Where have all the good times gone?
They've gone to Chicago, every one.... A blog by Michael K. Bourdaghs (www.bourdaghs.com)
Entry for March 2, 2009: East Asia in Motion

   Just got back last night from the "East Asia in Motion:  Literature, Cinema, Dance" conference at Yale.  It was an exhilirating event, one of those conferences that keeps you moving from early morning until late at night, but leaves you feeling more energized than exhausted.  I did, however, pretty much collapse upon getting home....


   Friday night, the feature event was a screening of two experimental films by Kanai Katsu, "The Desert Archipelago" (Mujin retto, 1969) and "Good-Bye" (1971).  Kanai himself was in attendance, looking very dapper.  It was apparently the first time his work has been screened in North America.  "Good-Bye" was particularly fascinating in that much of it was shot on the fly in South Korea, always under the gaze of the military dictatorship. 


   There were two daytime panels of papers on Saturday.  Jonathan Hall (UC-Irvine) spoke about the films of Kanai and his contemporaries, comparing the different geographies they embedded formally in their films.  Yingjing Zhang (UC-San Diego) discussed the films of Jia Zhang-ke in terms of a new translocal, rather than transnational, practice.  Victor Fan (Yale) juxtaposed sports and martial arts films to explore questions of sovereignty and the mobilization of bodies into national projects.  Christine Marran (Minnesota) discussed the ecological, anti-humanist literature of Ishimure Michiko, while Christine Yano (Hawaii) explored appropriations of the Hello Kitty character by various persons and groups around the world.  My own paper traced through the problems of mimesis and coloniality in Japanese pop music from the 1930s through the early 1970s.

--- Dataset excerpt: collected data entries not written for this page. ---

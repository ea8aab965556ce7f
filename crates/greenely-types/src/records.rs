// Copyright (c) 2025 SOLARE S.R.O.
//
// This file is part of Greenely Sensors.
//
// Licensed under the Creative Commons Attribution-NonCommercial-NoDerivatives 4.0 International
// (CC BY-NC-ND 4.0). You may use and share this file for non-commercial purposes only and you may not
// create derivatives. See <https://creativecommons.org/licenses/by-nc-nd/4.0/>.
//
// This software is provided "AS IS", without warranty of any kind.
//
// For commercial licensing, please contact: info@solare.cz

//! Raw records as returned by the Greenely API.
//!
//! The provider answers with JSON objects keyed by opaque identifiers. Key order
//! is significant (it is the chronological order of the series), so responses are
//! held in a [`RecordSet`] that keeps document order instead of a sorted map.

use serde::de::{MapAccess, Visitor};
use serde::ser::SerializeMap;
use serde::{Deserialize, Deserializer, Serialize, Serializer};
use std::collections::HashMap;
use std::fmt;
use std::marker::PhantomData;

/// Provider timestamp layout, e.g. `2025-10-02 13:00`
pub const LOCALTIME_FORMAT: &str = "%Y-%m-%d %H:%M";

/// Records carrying a provider `localtime` string
pub trait Timestamped {
    fn localtime(&self) -> &str;
}

/// Ordered keyed collection of raw records
#[derive(Debug, Clone, PartialEq)]
pub struct RecordSet<T> {
    entries: Vec<(String, T)>,
}

impl<T> RecordSet<T> {
    pub fn new() -> Self {
        Self {
            entries: Vec::new(),
        }
    }

    /// Append a record; an existing key is overwritten in place
    pub fn insert(&mut self, key: impl Into<String>, record: T) {
        let key = key.into();
        if let Some(slot) = self.entries.iter_mut().find(|(k, _)| *k == key) {
            slot.1 = record;
        } else {
            self.entries.push((key, record));
        }
    }

    pub fn get(&self, key: &str) -> Option<&T> {
        self.entries
            .iter()
            .find(|(k, _)| k == key)
            .map(|(_, record)| record)
    }

    pub fn len(&self) -> usize {
        self.entries.len()
    }

    pub fn is_empty(&self) -> bool {
        self.entries.is_empty()
    }

    /// Iterate in provider order
    pub fn iter(&self) -> impl Iterator<Item = (&str, &T)> {
        self.entries.iter().map(|(k, record)| (k.as_str(), record))
    }

    pub fn records(&self) -> impl Iterator<Item = &T> {
        self.entries.iter().map(|(_, record)| record)
    }
}

impl<T> Default for RecordSet<T> {
    fn default() -> Self {
        Self::new()
    }
}

impl<K: Into<String>, T> FromIterator<(K, T)> for RecordSet<T> {
    fn from_iter<I: IntoIterator<Item = (K, T)>>(iter: I) -> Self {
        let iter = iter.into_iter();
        let mut builder = RecordSetBuilder::with_capacity(iter.size_hint().0);
        for (key, record) in iter {
            builder.push(key.into(), record);
        }
        builder.finish()
    }
}

/// Appends in order and resolves a repeated key through an index instead of a scan
struct RecordSetBuilder<T> {
    positions: HashMap<String, usize>,
    entries: Vec<(String, T)>,
}

impl<T> RecordSetBuilder<T> {
    fn with_capacity(capacity: usize) -> Self {
        Self {
            positions: HashMap::with_capacity(capacity),
            entries: Vec::with_capacity(capacity),
        }
    }

    /// Last value wins, first position is kept
    fn push(&mut self, key: String, record: T) {
        if let Some(&position) = self.positions.get(&key) {
            if let Some(slot) = self.entries.get_mut(position) {
                slot.1 = record;
            }
            return;
        }
        self.positions.insert(key.clone(), self.entries.len());
        self.entries.push((key, record));
    }

    fn finish(self) -> RecordSet<T> {
        RecordSet {
            entries: self.entries,
        }
    }
}

impl<T: Serialize> Serialize for RecordSet<T> {
    fn serialize<S: Serializer>(&self, serializer: S) -> Result<S::Ok, S::Error> {
        let mut map = serializer.serialize_map(Some(self.entries.len()))?;
        for (key, record) in &self.entries {
            map.serialize_entry(key, record)?;
        }
        map.end()
    }
}

struct RecordSetVisitor<T>(PhantomData<T>);

impl<'de, T: Deserialize<'de>> Visitor<'de> for RecordSetVisitor<T> {
    type Value = RecordSet<T>;

    fn expecting(&self, f: &mut fmt::Formatter<'_>) -> fmt::Result {
        f.write_str("a JSON object of records keyed by id")
    }

    fn visit_map<A: MapAccess<'de>>(self, mut access: A) -> Result<Self::Value, A::Error> {
        let mut builder = RecordSetBuilder::with_capacity(access.size_hint().unwrap_or(0));
        while let Some((key, record)) = access.next_entry::<String, T>()? {
            builder.push(key, record);
        }
        Ok(builder.finish())
    }

    // `null` and `[]` read as an empty set
    fn visit_unit<E: serde::de::Error>(self) -> Result<Self::Value, E> {
        Ok(RecordSet::new())
    }

    fn visit_seq<A: serde::de::SeqAccess<'de>>(self, mut seq: A) -> Result<Self::Value, A::Error> {
        if seq.next_element::<serde::de::IgnoredAny>()?.is_some() {
            return Err(serde::de::Error::custom(
                "expected an object of records, found a non-empty array",
            ));
        }
        Ok(RecordSet::new())
    }
}

impl<'de, T: Deserialize<'de>> Deserialize<'de> for RecordSet<T> {
    fn deserialize<D: Deserializer<'de>>(deserializer: D) -> Result<Self, D::Error> {
        deserializer.deserialize_any(RecordSetVisitor(PhantomData))
    }
}

/// Consumption sample, `usage` in Wh
#[derive(Debug, Clone, PartialEq, Serialize, Deserialize)]
pub struct UsageRecord {
    pub localtime: String,
    pub usage: Option<f64>,
}

impl UsageRecord {
    pub fn new(localtime: impl Into<String>, usage: Option<f64>) -> Self {
        Self {
            localtime: localtime.into(),
            usage,
        }
    }
}

/// Production sample, `value` in Wh
#[derive(Debug, Clone, PartialEq, Serialize, Deserialize)]
pub struct ProductionRecord {
    pub localtime: String,
    pub value: Option<f64>,
}

impl ProductionRecord {
    pub fn new(localtime: impl Into<String>, value: Option<f64>) -> Self {
        Self {
            localtime: localtime.into(),
            value,
        }
    }
}

/// Sold-electricity sample, `usage` in Wh
#[derive(Debug, Clone, PartialEq, Serialize, Deserialize)]
pub struct SoldRecord {
    pub localtime: String,
    pub usage: Option<f64>,
    /// Settlement flag, passed through untouched
    #[serde(default)]
    pub is_complete: serde_json::Value,
}

impl SoldRecord {
    pub fn new(
        localtime: impl Into<String>,
        usage: Option<f64>,
        is_complete: serde_json::Value,
    ) -> Self {
        Self {
            localtime: localtime.into(),
            usage,
            is_complete,
        }
    }
}

/// Retail cost line of the current month, in provider currency sub-units
#[derive(Debug, Clone, PartialEq, Serialize, Deserialize)]
pub struct CostRecord {
    pub cost: Option<f64>,
}

/// Spot price point, `price` in provider sub-units per kWh
#[derive(Debug, Clone, PartialEq, Serialize, Deserialize)]
pub struct SpotPriceRecord {
    pub localtime: String,
    pub price: Option<f64>,
}

impl SpotPriceRecord {
    pub fn new(localtime: impl Into<String>, price: Option<f64>) -> Self {
        Self {
            localtime: localtime.into(),
            price,
        }
    }
}

#[derive(Debug, Clone, Default, PartialEq, Serialize, Deserialize)]
pub struct SpotPriceResponse {
    #[serde(default)]
    pub data: RecordSet<SpotPriceRecord>,
}

impl Timestamped for UsageRecord {
    fn localtime(&self) -> &str {
        &self.localtime
    }
}

impl Timestamped for ProductionRecord {
    fn localtime(&self) -> &str {
        &self.localtime
    }
}

impl Timestamped for SoldRecord {
    fn localtime(&self) -> &str {
        &self.localtime
    }
}

impl Timestamped for SpotPriceRecord {
    fn localtime(&self) -> &str {
        &self.localtime
    }
}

   Saturday night's session featured Shen Wei, founder and director of Shen Wei Dance Arts and the man who choreographed the modern dance piece featured at the start of the Beijing Olympics Opening Ceremony (the one where the dancers created an ink landscape painting with their feet).  We saw clips of a number of his works, including his radical reworking of "Rites of Spring," which seemed quite different in tone and intent from the Joffrey Ballet version I saw last week.


   The weekend also featured numerous other roundtable discussions.  I got to see lots of old friends while in New Haven, as well as meet some very interesting people who were new to me.  My thanks to the organizers, Aaron Gerow and Reginald Jackson!